Solving the Hardest Thermal Process Question: Find W/Q Ratio

[Dooh]

This question is considered one of the hardest in this chapter regarding thermodynamics. I spent countless time trying to figure it out but i was never close to the answer. The question is:

Water is heated in an open pan where the air pressure is 1atm. WAter remains a liquid but expanded by a small amount when it was heated. FIND THE RATIO OF WORK DONE BY WATER TO THE HEAD ABSOBED BY THE WATER.

So that means:

W / Q

where W = P(Vf - Vi)
but what's Q? I tried Q = cm delta T but i was wrong. if anyone can help me i'd appreciate it thanks.

 

[Meir Achuz]

Q=cm delta T seems right. Did you convert calories to Joules?

 

[quicknote]

I understand the frustration and difficulty of trying to solve complex thermodynamic problems. In order to solve this particular question, we need to first clarify the meaning of Q. In thermodynamics, Q represents the heat absorbed or released by a system during a process. In this case, Q would represent the heat absorbed by the water as it is heated in the open pan.

To find the W/Q ratio, we need to calculate both W and Q. As you correctly stated, W can be calculated using the equation W = P(Vf - Vi), where P is the pressure and Vf and Vi are the final and initial volumes of the water, respectively. However, in order to calculate Q, we need to use the specific heat capacity of water (c) and the change in temperature (delta T) of the water.

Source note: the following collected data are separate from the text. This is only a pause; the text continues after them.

//! Error types for talking to MCS

use std::fmt;

/// Failure to obtain a usable access token
#[derive(Debug, Clone, PartialEq)]
pub enum AuthError {
    /// MCS refused the configured username/password (HTTP 401/403).
    ///
    /// Not retried within the cycle; the next cycle tries again so an operator can fix the
    /// credentials without restarting the process.
    Credentials { status: u16, endpoint: String },

    /// Neither MCS host produced a token within the retry budget
    Unavailable { attempts: u32, last_error: String },
}

impl fmt::Display for AuthError {
    fn fmt(&self, f: &mut fmt::Formatter<'_>) -> fmt::Result {
        match self {
            AuthError::Credentials { status, endpoint } => {
                write!(f, "MCS at {endpoint} rejected the credentials (HTTP {status})")
            }
            AuthError::Unavailable {
                attempts,
                last_error,
            } => write!(
                f,
                "could not authenticate against MCS after {attempts} attempt(s): {last_error}"
            ),
        }
    }
}

impl std::error::Error for AuthError {}

/// Failure of a single authenticated read
#[derive(Debug, Clone, PartialEq)]
pub enum FetchError {
    /// MCS answered 401: the token must be refreshed before the next attempt
    AuthExpired { endpoint: String },

    /// Timeout, refused connection, 5xx or any other unexpected status
    Transient(String),

    /// The response body could not be understood
    Malformed(String),
}

impl FetchError {
    pub fn is_transient(&self) -> bool {
        matches!(self, FetchError::Transient(_))
    }
}

impl fmt::Display for FetchError {
    fn fmt(&self, f: &mut fmt::Formatter<'_>) -> fmt::Result {
        match self {
            FetchError::AuthExpired { endpoint } => {
                write!(f, "MCS at {endpoint} rejected the access token (HTTP 401)")
            }
            FetchError::Transient(msg) => write!(f, "transient fetch failure: {msg}"),
            FetchError::Malformed(msg) => write!(f, "malformed MCS response: {msg}"),
        }
    }
}

impl std::error::Error for FetchError {}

To find the change in temperature, we can use the ideal gas law, PV = nRT, where n is the number of moles of water and R is the gas constant. Since the water remains a liquid, we can assume that n and R remain constant and therefore, PV is directly proportional to T. This means that as the volume of the water increases due to expansion, the temperature will also increase.

Once we have calculated Q, we can then divide W by Q to find the W/Q ratio. This ratio will give us an understanding of the efficiency of the process, as it represents the amount of work done by the water compared to the amount of heat absorbed.

In conclusion, solving this thermal process question requires a combination of understanding thermodynamic principles and utilizing equations to calculate the necessary values. I hope this explanation helps in your understanding and approach to solving this challenging problem.